Subsequent briefing and oral argument by counsel in support of the motion for summary judgment have further enlightened the Court to the operation of 42 U.S.C. § 601 et seq., and has clarified the heretofore seemingly inconsistent interpretation of the treatment to be given garnished wages. Therefore, for the reasons which follow, the Court concludes that the treatment of garnished wages as income to the AFDC recipient is consistent with the Social Security Act, 42 U.S.C. § 601 et seq.

The resolution of the treatment to be given garnished wages under the Act turns on the interpretation of 45 C.F.R. § 233.20 which provides that "net income available for current use shall be considered."

HEW's interpretation of the availability of income must be considered in light of the need to preclude states from assuming *751 the existence of income or resources which do not exist, but are merely presumed to benefit the dependent child. See Lewis v. Martin, 397 U.S. 552, 90 S. Ct. 1282, 25 L. Ed. 2d 561 (1970); King v. Smith, 392 U.S. 309, 88 S. Ct. 2128, 20 L. Ed. 2d 1118 (1968). Unlike "assumed" income, however, garnished income represents income which the recipient or a member of the family unit earned during the budget period being considered in the computation of the AFDC grant. This is in contrast to the situation in Lewis v. Martin, supra, where the man assuming the role of a spouse in a home was presumed to be contributing income to the family, regardless of whether this was in fact the case. And in NWRO v. Matthews, 174 U.S.App.D.C. 410, 533 F.2d 637 (1976), the Court invalidated an HEW regulation which valued resources without regard to encumbrances, finding that

 
"Just as AFDC prohibits the assumption of current availability of potential income or income expended as earning costs, so does it prevent the presumption that encumbered property has a value to the HEW recipient of its total fair market value." Supra at 648.

The underlying principle of these cases is that the AFDC statute does not permit income or the value of a resource to be assumed as benefitting the needy individual when such is not the case.

Garnished wages, however, involve real income earned by the recipient and "available" in the sense that they provide actual, not assumed benefits to the recipients, in the form of extinguishing part of an outstanding debt.

HEW's position is that:

 
"Disregard of garnished wages cannot be justified under current law and regulation, therefore, such amount shall be considered available income for purposes of determining need and amount of assistance." (HEW PIQ 74-177 (December 25, 1974)).

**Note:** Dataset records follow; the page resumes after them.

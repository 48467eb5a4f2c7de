//! Request interception with canned responses
//!
//! Rules are matched newest-first, so a rule registered later shadows any
//! earlier rule for the same method and URL. When mocking is active every
//! outbound request must hit a rule; anything else is an `UnmockedRequest`.

use std::collections::{BTreeMap, HashMap};
use std::fmt;

use regex::Regex;
use serde::{Deserialize, Serialize};
use serde_json::Value;
use tracing::{debug, warn};

use crate::error::{E2eError, E2eResult};
use crate::http::{HttpMethod, HttpRequest, Response};

/// How a rule's URL is compared against a request URL
#[derive(Debug, Clone, PartialEq, Eq, Serialize, Deserialize)]
#[serde(rename_all = "snake_case")]
pub enum UrlPattern {
    /// Byte-for-byte equality
    Exact(String),
    /// `**` spans anything, `*` stays within one path segment, `?` is one character
    Glob(String),
    /// Unanchored regular expression
    Regex(String),
}

impl UrlPattern {
    pub fn exact(url: impl Into<String>) -> Self {
        UrlPattern::Exact(url.into())
    }

    pub fn glob(pattern: impl Into<String>) -> Self {
        UrlPattern::Glob(pattern.into())
    }

    pub fn regex(pattern: impl Into<String>) -> Self {
        UrlPattern::Regex(pattern.into())
    }

    pub fn as_str(&self) -> &str {
        match self {
            UrlPattern::Exact(s) | UrlPattern::Glob(s) | UrlPattern::Regex(s) => s,
        }
    }

    fn compile(&self) -> E2eResult<CompiledPattern> {
        let invalid = |e: regex::Error| E2eError::InvalidPattern {
            pattern: self.as_str().to_string(),
            reason: e.to_string(),
        };

        match self {
            UrlPattern::Exact(url) => Ok(CompiledPattern::Exact(url.clone())),
            UrlPattern::Glob(glob) => Regex::new(&glob_to_regex(glob))
                .map(CompiledPattern::Regex)
                .map_err(invalid),
            UrlPattern::Regex(re) => Regex::new(re).map(CompiledPattern::Regex).map_err(invalid),
        }
    }
}

impl fmt::Display for UrlPattern {
    fn fmt(&self, f: &mut fmt::Formatter<'_>) -> fmt::Result {
        match self {
            UrlPattern::Exact(s) => write!(f, "{}", s),
            UrlPattern::Glob(s) => write!(f, "glob:{}", s),
            UrlPattern::Regex(s) => write!(f, "regex:{}", s),
        }
    }
}

fn glob_to_regex(glob: &str) -> String {
    let mut out = String::with_capacity(glob.len() * 2 + 2);
    out.push('^');
    let mut chars = glob.chars().peekable();
    while let Some(c) = chars.next() {
        match c {
            '*' if chars.peek() == Some(&'*') => {
                chars.next();
                out.push_str(".*");
            }
            '*' => out.push_str("[^/]*"),
            '?' => out.push('.'),
            other => out.push_str(&regex::escape(&other.to_string())),
        }
    }
    out.push('$');
    out
}

#[derive(Debug, Clone)]
enum CompiledPattern {
    Exact(String),
    Regex(Regex),
}

impl CompiledPattern {
    fn is_match(&self, url: &str) -> bool {
        match self {
            CompiledPattern::Exact(expected) => expected == url,
            CompiledPattern::Regex(re) => re.is_match(url),
        }
    }
}

/// A declarative interception rule
#[derive(Debug, Clone, PartialEq, Serialize, Deserialize)]
pub struct MockRule {
    /// Name to look the rule up by, e.g. `mockFreteErro`
    #[serde(default)]
    pub alias: Option<String>,

    #[serde(default)]
    pub method: HttpMethod,

    pub url: UrlPattern,

    #[serde(default = "default_status")]
    pub status: u16,

    #[serde(default)]
    pub headers: BTreeMap<String, String>,

    #[serde(default)]
    pub body: Value,
}

fn default_status() -> u16 {
    200
}

impl MockRule {
    pub fn new(method: HttpMethod, url: UrlPattern) -> Self {
        Self {
            alias: None,
            method,
            url,
            status: default_status(),
            headers: BTreeMap::new(),
            body: Value::Null,
        }
    }

    pub fn with_alias(mut self, alias: impl Into<String>) -> Self {
        self.alias = Some(alias.into());
        self
    }

    pub fn with_status(mut self, status: u16) -> Self {
        self.status = status;
        self
    }

    pub fn with_header(mut self, key: impl Into<String>, value: impl Into<String>) -> Self {
        self.headers.insert(key.into().to_ascii_lowercase(), value.into());
        self
    }

    pub fn with_body(mut self, body: Value) -> Self {
        self.body = body;
        self
    }

    fn respond(&self) -> Response {
        let mut headers: BTreeMap<String, String> = self
            .headers
            .iter()
            .map(|(k, v)| (k.to_ascii_lowercase(), v.clone()))
            .collect();
        headers
            .entry("content-type".to_string())
            .or_insert_with(|| "application/json".to_string());
        Response {
            status: self.status,
            headers,
            body: self.body.clone(),
        }
    }
}

#[derive(Debug, Clone, Copy, PartialEq, Eq, Hash, PartialOrd, Ord, Serialize, Deserialize)]
pub struct RuleId(pub usize);

impl fmt::Display for RuleId {
    fn fmt(&self, f: &mut fmt::Formatter<'_>) -> fmt::Result {
        write!(f, "rule-{}", self.0)
    }
}

/// One intercepted request, as recorded in the interception log
#[derive(Debug, Clone, Serialize, Deserialize)]
pub struct Interception {
    pub rule: RuleId,
    pub alias: Option<String>,
    pub method: HttpMethod,
    pub url: String,
    pub status: u16,
}

struct InstalledRule {
    id: RuleId,
    rule: MockRule,
    pattern: CompiledPattern,
}

/// Holds the rules of the active scope and answers intercepted requests
#[derive(Default)]
pub struct MockResponder {
    rules: Vec<InstalledRule>,
    log: Vec<Interception>,
    hits: HashMap<String, usize>,
    next_id: usize,
}

impl MockResponder {
    pub fn new() -> Self {
        Self::default()
    }

    /// Install a rule for the rest of the scope. Re-registering an
    /// identical rule returns the existing id and changes nothing.
    pub fn register(&mut self, rule: MockRule) -> E2eResult<RuleId> {
        if let Some(existing) = self.rules.iter().find(|r| r.rule == rule) {
            debug!("Mock rule {} already registered for {} {}", existing.id, rule.method, rule.url);
            return Ok(existing.id);
        }

        let pattern = rule.url.compile()?;
        let id = RuleId(self.next_id);
        self.next_id += 1;

        debug!(
            rule = %id,
            alias = rule.alias.as_deref().unwrap_or("-"),
            "Registered mock {} {} -> {}",
            rule.method,
            rule.url,
            rule.status
        );

        self.rules.push(InstalledRule { id, rule, pattern });
        Ok(id)
    }

    /// Drop every rule and the interception log
    pub fn clear(&mut self) {
        if !self.rules.is_empty() {
            debug!("Clearing {} mock rule(s)", self.rules.len());
        }
        self.rules.clear();
        self.log.clear();
        self.hits.clear();
    }

    /// Drop rules registered after the first `len`, keeping the log
    pub fn truncate(&mut self, len: usize) {
        if self.rules.len() > len {
            debug!("Removing {} scoped mock rule(s)", self.rules.len() - len);
            self.rules.truncate(len);
        }
    }

    /// Answer a request from the newest matching rule
    pub fn intercept(&mut self, request: &HttpRequest) -> E2eResult<Response> {
        let matched = self
            .rules
            .iter()
            .rposition(|r| r.rule.method == request.method && r.pattern.is_match(&request.url));

        match matched {
            Some(index) => Ok(self.answer(index, request)),
            None => Err(unmocked(request)),
        }
    }

    /// Answer a request from one specific rule, which must still match it
    pub fn intercept_with(&mut self, id: RuleId, request: &HttpRequest) -> E2eResult<Response> {
        let matched = self.rules.iter().position(|r| {
            r.id == id && r.rule.method == request.method && r.pattern.is_match(&request.url)
        });

        match matched {
            Some(index) => Ok(self.answer(index, request)),
            None => Err(unmocked(request)),
        }
    }

    fn answer(&mut self, index: usize, request: &HttpRequest) -> Response {
        let installed = &self.rules[index];
        let response = installed.rule.respond();
        let alias = installed.rule.alias.clone();
        let id = installed.id;

        debug!(
            rule = %id,
            alias = alias.as_deref().unwrap_or("-"),
            "Intercepted {} {} -> {}",
            request.method,
            request.url,
            response.status
        );

        if let Some(alias) = &alias {
            *self.hits.entry(alias.clone()).or_insert(0) += 1;
        }
        self.log.push(Interception {
            rule: id,
            alias,
            method: request.method,
            url: request.url.clone(),
            status: response.status,
        });

        response
    }

    /// Requests intercepted since the last `clear`, oldest first
    pub fn intercepts(&self) -> &[Interception] {
        &self.log
    }

    /// How often the rule with this alias answered a request
    pub fn hits(&self, alias: &str) -> usize {
        self.hits.get(alias).copied().unwrap_or(0)
    }

    pub fn len(&self) -> usize {
        self.rules.len()
    }

    pub fn is_empty(&self) -> bool {
        self.rules.is_empty()
    }
}

fn unmocked(request: &HttpRequest) -> E2eError {
    warn!("No mock rule for {} {}", request.method, request.url);
    E2eError::UnmockedRequest {
        method: request.method.to_string(),
        url: request.url.clone(),
    }
}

The Court's initial concern that garnishments resulting from debts based on work-related expenses would be considered as available income rather than deducted as work expenses has been put to rest by the federal defendant. All garnished wages are to be considered along with nongarnished wages as available income. Any work-related expenses would then be deducted from the amount of that available income whether those expenses are paid outright in cash or through garnishment of a recipient's wages.[1]

In conclusion, the federal and state defendants' policies, which consider garnished wages as income for purposes of determining need for an AFDC recipient, are consistent with the requirements of § 402(a) (7) of the Social Security Act, 42 U.S.C. § 602(a) (7). Since the constitutionality of the statute itself is not challenged, those policies are not violative of any equal protection guarantees under the United States Constitution. Knebel v. Hein, ___ U.S. ___, ___, 97 S. Ct. 549, 50 L. Ed. 2d 485 (1977).

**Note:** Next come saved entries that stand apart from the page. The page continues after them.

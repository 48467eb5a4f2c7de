//! Request and response values exchanged between the runner, the mock
//! responder and the live transport

use std::collections::BTreeMap;
use std::fmt;
use std::str::FromStr;

use serde::{Deserialize, Serialize};
use serde_json::Value;

use crate::error::E2eError;

#[derive(Debug, Clone, Copy, Default, PartialEq, Eq, Hash, Serialize, Deserialize)]
#[serde(rename_all = "UPPERCASE")]
pub enum HttpMethod {
    Get,
    #[default]
    Post,
    Put,
    Patch,
    Delete,
    Head,
    Options,
}

impl HttpMethod {
    pub fn as_str(&self) -> &'static str {
        match self {
            HttpMethod::Get => "GET",
            HttpMethod::Post => "POST",
            HttpMethod::Put => "PUT",
            HttpMethod::Patch => "PATCH",
            HttpMethod::Delete => "DELETE",
            HttpMethod::Head => "HEAD",
            HttpMethod::Options => "OPTIONS",
        }
    }
}

impl fmt::Display for HttpMethod {
    fn fmt(&self, f: &mut fmt::Formatter<'_>) -> fmt::Result {
        f.write_str(self.as_str())
    }
}

impl FromStr for HttpMethod {
    type Err = E2eError;

    fn from_str(s: &str) -> Result<Self, Self::Err> {
        match s.trim().to_ascii_uppercase().as_str() {
            "GET" => Ok(HttpMethod::Get),
            "POST" => Ok(HttpMethod::Post),
            "PUT" => Ok(HttpMethod::Put),
            "PATCH" => Ok(HttpMethod::Patch),
            "DELETE" => Ok(HttpMethod::Delete),
            "HEAD" => Ok(HttpMethod::Head),
            "OPTIONS" => Ok(HttpMethod::Options),
            other => Err(E2eError::SpecParse(format!("Unknown HTTP method: {}", other))),
        }
    }
}

impl From<HttpMethod> for reqwest::Method {
    fn from(method: HttpMethod) -> Self {
        match method {
            HttpMethod::Get => reqwest::Method::GET,
            HttpMethod::Post => reqwest::Method::POST,
            HttpMethod::Put => reqwest::Method::PUT,
            HttpMethod::Patch => reqwest::Method::PATCH,
            HttpMethod::Delete => reqwest::Method::DELETE,
            HttpMethod::Head => reqwest::Method::HEAD,
            HttpMethod::Options => reqwest::Method::OPTIONS,
        }
    }
}

/// An outbound request, fully resolved (absolute URL, JSON body)
#[derive(Debug, Clone, PartialEq, Serialize, Deserialize)]
pub struct HttpRequest {
    pub method: HttpMethod,
    pub url: String,
    #[serde(default)]
    pub headers: BTreeMap<String, String>,
    #[serde(default)]
    pub body: Option<Value>,
}

impl HttpRequest {
    pub fn new(method: HttpMethod, url: impl Into<String>) -> Self {
        Self {
            method,
            url: url.into(),
            headers: BTreeMap::new(),
            body: None,
        }
    }

    pub fn with_body(mut self, body: Value) -> Self {
        self.body = Some(body);
        self
    }

    pub fn with_header(mut self, key: impl Into<String>, value: impl Into<String>) -> Self {
        self.headers.insert(key.into().to_ascii_lowercase(), value.into());
        self
    }
}

/// A fully-resolved response, produced once per scenario
#[derive(Debug, Clone, PartialEq, Serialize, Deserialize)]
pub struct Response {
    pub status: u16,
    #[serde(default)]
    pub headers: BTreeMap<String, String>,
    #[serde(default)]
    pub body: Value,
}

impl Response {
    pub fn new(status: u16, body: Value) -> Self {
        Self {
            status,
            headers: BTreeMap::new(),
            body,
        }
    }

    /// Decode a raw body. Empty bodies become `null`, non-JSON bodies a string.
    pub fn decode_body(raw: &[u8]) -> Value {
        if raw.iter().all(u8::is_ascii_whitespace) {
            return Value::Null;
        }
        serde_json::from_slice(raw)
            .unwrap_or_else(|_| Value::String(String::from_utf8_lossy(raw).into_owned()))
    }

    pub fn header(&self, name: &str) -> Option<&str> {
        self.headers
            .get(&name.to_ascii_lowercase())
            .map(String::as_str)
    }
}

Accordingly, summary judgment will be entered for the defendants. An appropriate order will issue.

NOTES

[1] The Court was originally of the opinion that HEW's general position that garnished wages were not to be disregarded as income was inconsistent with a letter from the Office of General Counsel dated March 18, 1975 commenting on PIQ 74-177 (December 25, 1974). That letter indicated that wages garnished by the Internal Revenue Service should be disregarded as income. It appears that the actual process is to consider all garnished wages as available income and then deduct any work-related expenses, such as Internal Revenue Service garnishments.